Xerxes (Khashayar) was born around 520 BCE in the southern province of Persis (Fars). He was a powerful king who ruled Achaemenid (Persian) Empire from 486-465 BCE. Xerxes was Darius The Great's eldest son by Queen Atosa (daughter of Cyrus The Great). He had been designated official heir perhaps as early as 498 BCE, and while crown prince he had ruled as the King's governor in Babylon.
The new king quickly suppressed the revolt in Egypt in a single campaign in 485 BCE. Xerxes then broke with the policy followed by Cyrus The Great and Darius of ruling foreign lands with a fairly light hand and, in a manner compatible with local traditions, ruthlessly ignored Egyptian forms of rule and imposed his will on the rebellious province in a thoroughly Persian style. Plans for the invasion of Greece begun under Darius were then still further delayed by a major revolt in Babylonia about 482 BCE, which also was suppressed with a heavy hand.
Xerxes then turned his attention westward to Greece.

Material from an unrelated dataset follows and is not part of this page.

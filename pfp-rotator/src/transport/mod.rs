//! Network transports for the update triggers
//!
//! - [`http`]: The public and authenticated triggers over HTTP/JSON

pub mod http;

He wintered in Sardis in 481-480 BCE and thence led a combined land and sea invasion of Greece. Northern Greece fell to the invaders in the summer of 480 BCE, the Greek stand at Thermopylae in August of 480 BCE came to nought, and the Persian land forces marched on Athens, taking and burning the Acropolis. But the Persian fleet lost the Battle of Salamis, and the impetus of the invasion was blunted.

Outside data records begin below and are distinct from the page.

//! Server configuration and CLI argument parsing
//!
//! Configuration comes from command-line arguments and environment variables.
//! Every option has a `PFP_ROTATOR_` variable, except the Bluesky
//! credentials which keep their conventional `BLUESKY_HANDLE` and
//! `BLUESKY_APP_PASSWORD` names.
//!
//! # Configuration Priority
//!
//! 1. CLI arguments (highest priority)
//! 2. Environment variables
//! 3. Default values (lowest priority)
//!
//! Missing credentials do not stop the server from starting. They are
//! reported when a trigger tries to update the profile.
//!
//! # Example Usage
//!
//! ```bash
//! export BLUESKY_HANDLE=me.bsky.social
//! export BLUESKY_APP_PASSWORD=xxxx-xxxx-xxxx-xxxx
//! pfp-rotator --port 8080 --public-limit 3 --public-window 3600
//! ```

use anyhow::{Result, anyhow};
use clap::Parser;
use pfp_governor::Quota;
use std::fmt;
use std::path::PathBuf;
use std::time::Duration;

/// Longest accepted window or sweep interval: one year
const MAX_PERIOD_SECS: u64 = 365 * 24 * 60 * 60;

/// Main configuration structure for the server
#[derive(Debug, Clone)]
pub struct Config {
    /// HTTP listener
    pub http: HttpConfig,
    /// Bluesky account and service
    pub bluesky: BlueskyConfig,
    /// Where avatar and banner images are read from
    pub assets: AssetConfig,
    /// Rate governor settings
    pub governor: GovernorConfig,
    /// Bearer secret required by the authenticated trigger, if any
    pub cron_secret: Option<String>,
    /// Logging level (error, warn, info, debug, trace)
    pub log_level: String,
    /// Run one update and exit instead of serving
    pub run_once: bool,
}

/// HTTP listener configuration
#[derive(Debug, Clone)]
pub struct HttpConfig {
    pub host: String,
    pub port: u16,
}

/// Bluesky service and credentials
#[derive(Clone)]
pub struct BlueskyConfig {
    /// PDS base URL, e.g. `https://bsky.social`
    pub service_url: String,
    pub handle: Option<String>,
    pub app_password: Option<String>,
    /// Per-request timeout for upstream calls; `None` waits indefinitely
    pub timeout: Option<Duration>,
}

// Keep the app password out of logs
impl fmt::Debug for BlueskyConfig {
    fn fmt(&self, f: &mut fmt::Formatter<'_>) -> fmt::Result {
        f.debug_struct("BlueskyConfig")
            .field("service_url", &self.service_url)
            .field("handle", &self.handle)
            .field(
                "app_password",
                &self.app_password.as_ref().map(|_| "<redacted>"),
            )
            .field("timeout", &self.timeout)
            .finish()
    }
}

/// Image directories
#[derive(Debug, Clone)]
pub struct AssetConfig {
    pub pfp_dir: PathBuf,
    pub banner_dir: PathBuf,
}

/// Rate governor configuration
#[derive(Debug, Clone)]
pub struct GovernorConfig {
    /// Quota applied per identifier on the public trigger
    pub public_quota: Quota,
    /// How often expired records are swept
    pub sweep_interval: Duration,
    /// Expected number of distinct identifiers
    pub capacity: usize,
}

/// Command-line arguments for the server
///
/// All arguments can also be set via environment variables. CLI arguments
/// take precedence over environment variables.
#[derive(Parser, Debug)]
#[command(
    name = "pfp-rotator",
    about = "Rotate a Bluesky avatar and banner on demand",
    long_about = "Serves a public, rate-limited trigger and an authenticated trigger that \
                  replace the account's avatar (and matching banner) with a random image.\n\n\
                  Environment variables with PFP_ROTATOR_ prefix are supported. CLI arguments \
                  take precedence over environment variables."
)]
pub struct Args {
    // HTTP
    #[arg(
        long,
        value_name = "HOST",
        help = "HTTP host",
        default_value = "127.0.0.1",
        env = "PFP_ROTATOR_HOST"
    )]
    pub host: String,
    #[arg(
        long,
        value_name = "PORT",
        help = "HTTP port",
        default_value_t = 8080,
        env = "PFP_ROTATOR_PORT"
    )]
    pub port: u16,

    // Bluesky
    #[arg(
        long,
        value_name = "URL",
        help = "Bluesky PDS base URL",
        default_value = "https://bsky.social",
        env = "PFP_ROTATOR_SERVICE_URL"
    )]
    pub service_url: String,
    #[arg(
        long,
        value_name = "HANDLE",
        help = "Account handle or DID",
        env = "BLUESKY_HANDLE"
    )]
    pub handle: Option<String>,
    #[arg(
        long,
        value_name = "PASSWORD",
        help = "Account app password",
        env = "BLUESKY_APP_PASSWORD",
        hide_env_values = true
    )]
    pub app_password: Option<String>,
    #[arg(
        long,
        value_name = "SECS",
        help = "Timeout for each upstream request (seconds); unset waits indefinitely",
        env = "PFP_ROTATOR_UPSTREAM_TIMEOUT"
    )]
    pub upstream_timeout: Option<u64>,

    // Assets
    #[arg(
        long,
        value_name = "DIR",
        help = "Directory of candidate avatar images",
        default_value = "pfps",
        env = "PFP_ROTATOR_PFP_DIR"
    )]
    pub pfp_dir: PathBuf,
    #[arg(
        long,
        value_name = "DIR",
        help = "Directory of banners named after their avatar",
        default_value = "banners",
        env = "PFP_ROTATOR_BANNER_DIR"
    )]
    pub banner_dir: PathBuf,

    // Governor
    #[arg(
        long,
        value_name = "N",
        help = "Public trigger: updates allowed per window per client",
        default_value_t = 3,
        env = "PFP_ROTATOR_PUBLIC_LIMIT"
    )]
    pub public_limit: u32,
    #[arg(
        long,
        value_name = "SECS",
        help = "Public trigger: window length (seconds)",
        default_value_t = 3600,
        env = "PFP_ROTATOR_PUBLIC_WINDOW"
    )]
    pub public_window: u64,
    #[arg(
        long,
        value_name = "SECS",
        help = "Interval between sweeps of expired rate records (seconds)",
        default_value_t = 600,
        env = "PFP_ROTATOR_SWEEP_INTERVAL"
    )]
    pub sweep_interval: u64,
    #[arg(
        long,
        value_name = "SIZE",
        help = "Expected number of distinct clients",
        default_value_t = 10_000,
        env = "PFP_ROTATOR_STORE_CAPACITY"
    )]
    pub store_capacity: usize,

    // Authenticated trigger
    #[arg(
        long,
        value_name = "SECRET",
        help = "Bearer token required by /api/update-pfp; unset leaves it open",
        env = "PFP_ROTATOR_CRON_SECRET",
        hide_env_values = true
    )]
    pub cron_secret: Option<String>,

    // General options
    #[arg(
        long,
        value_name = "LEVEL",
        help = "Log level: error, warn, info, debug, trace",
        default_value = "info",
        env = "PFP_ROTATOR_LOG_LEVEL"
    )]
    pub log_level: String,

    // Utility options
    #[arg(
        long,
        help = "Run a single profile update and exit",
        action = clap::ArgAction::SetTrue
    )]
    pub once: bool,
    #[arg(
        long,
        help = "List all environment variables and exit",
        action = clap::ArgAction::SetTrue
    )]
    pub list_env_vars: bool,
}

impl Config {
    /// Build configuration from environment variables and CLI arguments
    ///
    /// # Errors
    ///
    /// Returns an error if a quota, window or interval is zero, a window or
    /// interval is longer than a year, or the avatar directory is empty.
    pub fn from_env_and_args() -> Result<Self> {
        let args = Args::parse();

        if args.list_env_vars {
            Self::print_env_vars();
            std::process::exit(0);
        }

        Self::from_args(args)
    }

    /// Build and validate configuration from already-parsed arguments
    pub fn from_args(args: Args) -> Result<Self> {
        let config = Config {
            http: HttpConfig {
                host: args.host,
                port: args.port,
            },
            bluesky: BlueskyConfig {
                service_url: args.service_url.trim_end_matches('/').to_string(),
                handle: non_empty(args.handle),
                app_password: non_empty(args.app_password),
                timeout: args.upstream_timeout.map(Duration::from_secs),
            },
            assets: AssetConfig {
                pfp_dir: args.pfp_dir,
                banner_dir: args.banner_dir,
            },
            governor: GovernorConfig {
                public_quota: Quota::new(args.public_limit, Duration::from_secs(args.public_window)),
                sweep_interval: Duration::from_secs(args.sweep_interval),
                capacity: args.store_capacity,
            },
            cron_secret: non_empty(args.cron_secret),
            log_level: args.log_level,
            run_once: args.once,
        };

        config.validate()?;

        Ok(config)
    }

    /// Whether both credentials are present
    pub fn has_credentials(&self) -> bool {
        self.bluesky.handle.is_some() && self.bluesky.app_password.is_some()
    }

    fn validate(&self) -> Result<()> {
        let quota = &self.governor.public_quota;
        if quota.max_requests == 0 {
            return Err(anyhow!("--public-limit must be at least 1"));
        }
        if quota.window.is_zero() {
            return Err(anyhow!("--public-window must be at least 1 second"));
        }
        if quota.window.as_secs() > MAX_PERIOD_SECS {
            return Err(anyhow!(
                "--public-window must be at most {} seconds",
                MAX_PERIOD_SECS
            ));
        }
        if self.governor.sweep_interval.is_zero() {
            return Err(anyhow!("--sweep-interval must be at least 1 second"));
        }
        if self.governor.sweep_interval.as_secs() > MAX_PERIOD_SECS {
            return Err(anyhow!(
                "--sweep-interval must be at most {} seconds",
                MAX_PERIOD_SECS
            ));
        }
        if self.bluesky.timeout.is_some_and(|t| t.is_zero()) {
            return Err(anyhow!("--upstream-timeout must be at least 1 second"));
        }
        if self.assets.pfp_dir.as_os_str().is_empty() {
            return Err(anyhow!("--pfp-dir must not be empty"));
        }
        if self.bluesky.service_url.is_empty() {
            return Err(anyhow!("--service-url must not be empty"));
        }

        Ok(())
    }

    fn print_env_vars() {
        println!("pfp-rotator Environment Variables");
        println!("=================================");
        println!();
        println!("CLI arguments take precedence over environment variables.");
        println!();

        println!("Credentials (required to update the profile):");
        println!("  BLUESKY_HANDLE=<handle>                     Account handle or DID");
        println!("  BLUESKY_APP_PASSWORD=<password>             Account app password");
        println!();

        println!("HTTP:");
        println!("  PFP_ROTATOR_HOST=<host>                     HTTP host [default: 127.0.0.1]");
        println!("  PFP_ROTATOR_PORT=<port>                     HTTP port [default: 8080]");
        println!();

        println!("Bluesky:");
        println!(
            "  PFP_ROTATOR_SERVICE_URL=<url>               PDS base URL [default: https://bsky.social]"
        );
        println!(
            "  PFP_ROTATOR_UPSTREAM_TIMEOUT=<secs>         Per-request timeout [default: none]"
        );
        println!();

        println!("Assets:");
        println!("  PFP_ROTATOR_PFP_DIR=<dir>                   Avatar images [default: pfps]");
        println!("  PFP_ROTATOR_BANNER_DIR=<dir>                Banner images [default: banners]");
        println!();

        println!("Rate governor:");
        println!(
            "  PFP_ROTATOR_PUBLIC_LIMIT=<n>                Public updates per window [default: 3]"
        );
        println!(
            "  PFP_ROTATOR_PUBLIC_WINDOW=<secs>            Public window length [default: 3600]"
        );
        println!(
            "  PFP_ROTATOR_SWEEP_INTERVAL=<secs>           Expired record sweep interval [default: 600]"
        );
        println!(
            "  PFP_ROTATOR_STORE_CAPACITY=<size>           Expected distinct clients [default: 10000]"
        );
        println!();

        println!("General:");
        println!(
            "  PFP_ROTATOR_CRON_SECRET=<secret>            Bearer token for /api/update-pfp [default: none]"
        );
        println!(
            "  PFP_ROTATOR_LOG_LEVEL=<level>               Log level: error, warn, info, debug, trace [default: info]"
        );
    }
}

fn non_empty(value: Option<String>) -> Option<String> {
    value.filter(|v| !v.trim().is_empty())
}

Xerxes, who had by then been away from Asia rather long for a king with such widespread responsibilities, returned home and left Mardonius in charge of further operations. The real end of the invasion came with the Battle of Plataea, the fall of Thebes (a stronghold of pro-Persian forces), and the Persian naval loss at Mycale in 479 BCE. Of the three, the Persian loss at Plataea was perhaps the most decisive. Up until Mardonius was killed, the issue of the battle was probably still in doubt, but, once leaderless, the less organized and less disciplined Persian forces collapsed. Time and again in later years this was to be the pattern in such encounters, for the Persians never solved the military problem posed by the disciplined Greek hoplites.

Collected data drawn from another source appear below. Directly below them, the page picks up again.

//! # pfp-rotator
//!
//! Replaces a Bluesky account's avatar (and matching banner) with a random
//! image from disk, keeping the account's display name and description.
//!
//! ## Triggers
//!
//! - `/api/public-update`: anyone may call it; each client is held to a
//!   fixed-window quota (3 per hour by default) by [`pfp_governor`]
//! - `/api/update-pfp`: for a scheduler; not rate limited, optionally
//!   guarded by a bearer secret
//!
//! ## Quick Start
//!
//! ```bash
//! export BLUESKY_HANDLE=me.bsky.social
//! export BLUESKY_APP_PASSWORD=xxxx-xxxx-xxxx-xxxx
//!
//! # Serve both triggers
//! pfp-rotator --host 0.0.0.0 --port 8080
//!
//! # Or rotate once from cron
//! pfp-rotator --once
//! ```
//!
//! ## Architecture
//!
//! ```text
//!   /api/public-update           /api/update-pfp
//!          │                            │
//!   resolve identifier                  │
//!          │                            │
//!    ┌─────▼──────┐                     │
//!    │ Governor   │◄── SweepTask        │
//!    └─────┬──────┘                     │
//!          │ admitted                   │
//!          └────────────┬───────────────┘
//!                 ┌─────▼──────┐
//!                 │ Orchestrator│── Bluesky XRPC
//!                 └────────────┘
//! ```
//!
//! Rate-limit state lives in memory and is lost on restart.

pub mod assets;
pub mod bluesky;
pub mod config;
pub mod error;
pub mod identity;
pub mod sweeper;
pub mod transport;
pub mod types;
pub mod updater;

The formation of the Delian League, the rise of Athenian imperialism, troubles on the west coast of Asia Minor, and the end of Persian military ambitions in the Aegean followed rapidly in the decade after Plataea. Xerxes probably lost interest in the proceedings and sank deeper and deeper into the comforts of life in his capital cities of Susa, Ecbatana, and Persepolis. Self-enjoyment was steadily sapping the strength and vitality of the Achaemenid Empire, led to the assassination of the Great King in 465 BCE -probably upon order by one of his sons, Artaxerxes, who succeeded him-.